Траут слыхом не слыхал о Двейне Гувере, когда сочинял этот роман. Роман был предназначен для любого, кто его случайно откроет. Там просто‑напросто говорилось первому встречному: «Эй! Знаешь что? Ты – единственное существо со свободной волей! Как тебе это нравится?» И так далее. Это был всего лишь tour de force [1]. Это была jeu d'espnt [2].
Но Двейну эта идея отравила мозги.
Траут перепугался, когда понял, что даже он мог принести в мир зло – в виде вредных идей. И после того, как Двейна в смирительной рубашке отвезли а сумасшедший дом, Траут фанатически уверовал в значение идей и как причины болезней, и как средства излечения. Но никто не хотел его слушать. Он был неопрятный старик, и, как глас вопиющего в пустыне, его голос взывал из‑за кустов и деревьев: «Идеи или отсутствие идей могут вызвать заболевание».
И Килгор Траут стал первооткрывателем в области душевного здоровья. Он проповедовал свои идеи под видом научно‑фантастических романов. Умер он в 1981 году, почти через двадцать лет после того, как по его вине так серьезно заболел Двейн Гувер.
Тогда Траут уже получил всеобщее признание как великий писатель и ученый. Американская Академия наук и искусств поставила памятник над его прахом. На лицевой стороне была высечена надпись – цитата из его последнего романа, двести девятого романа, который остался недописанным из‑за его кончины. Памятник выглядел так:
Глава вторая
Двейн был вдовцом. Ночью он жил в сказочном доме на Фэйрчайлдских холмах – в самом лучшем районе города. Каждый дом стоил там по крайней мере сто тысяч долларов. Каждый дом был окружен участком по меньшей мере в сто гектаров.
Единственным товарищем Двейна по ночам был ньюфаундленд по имени Спарки.

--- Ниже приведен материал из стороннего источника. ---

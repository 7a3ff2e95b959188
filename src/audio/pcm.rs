//! PCM16 wire codec.
//!
//! Samples cross the wire as little-endian 16-bit signed integers. Encoding
//! scales asymmetrically (negative samples by 32768, non-negative by 32767)
//! so that a full-scale float maps onto the full integer range without
//! overflow; decoding divides by 32768.

/// Encode float samples to little-endian PCM16 bytes.
///
/// Out-of-range input is clamped to [-1.0, 1.0] before scaling.
pub fn encode(samples: &[f32]) -> Vec<u8> {
    let mut bytes = Vec::with_capacity(samples.len() * 2);
    for &sample in samples {
        let clamped = sample.clamp(-1.0, 1.0);
        let value = if clamped < 0.0 {
            (clamped * 32768.0) as i16
        } else {
            (clamped * 32767.0) as i16
        };
        bytes.extend_from_slice(&value.to_le_bytes());
    }
    bytes
}

/// Decode little-endian PCM16 bytes to float samples.
///
/// A trailing odd byte carries no sample and is dropped.
pub fn decode(bytes: &[u8]) -> Vec<f32> {
    bytes
        .chunks_exact(2)
        .map(|pair| i16::from_le_bytes([pair[0], pair[1]]) as f32 / 32768.0)
        .collect()
}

Спарки не мог вилять хвостом: много лет назад он попал в автомобильную катастрофу. Поэтому он никак не мог выказывать свои дружеские чувства к другим собакам. Оттого ему и приходилось без конца ввязываться с ними в драку. Уши у него висели клочьями. Он весь был в шрамах.
Была у Двейна и черная служанка по имени Лотти Дэвис. Она ежедневно убирала его дом. Потом она готовила и подавала ему ужин. Потом она уходила домой. Она была потомком рабов.
Лотти Дэвис и Двейн почти не разговаривали, хотя очень хорошо относились друг к другу. Главные разговоры Двейн вел со своим псом. Он ложился на пол и катался со Спарки по ковру и говорил ему что‑нибудь вроде: «Ты да я, Спарк!» или: «Ну, как живешь, старикан?»
Так оно все шло, даже когда Двейн стал понемногу сходить с ума, но Лотти Дэвис ничего не замечала.
У Килгора Траута был попугай по имени Билл. Как и Двейн Гувер, Килгор Траут по ночам бывал совершенно один, не считая его дружка. Он тоже разговаривал со своим другом.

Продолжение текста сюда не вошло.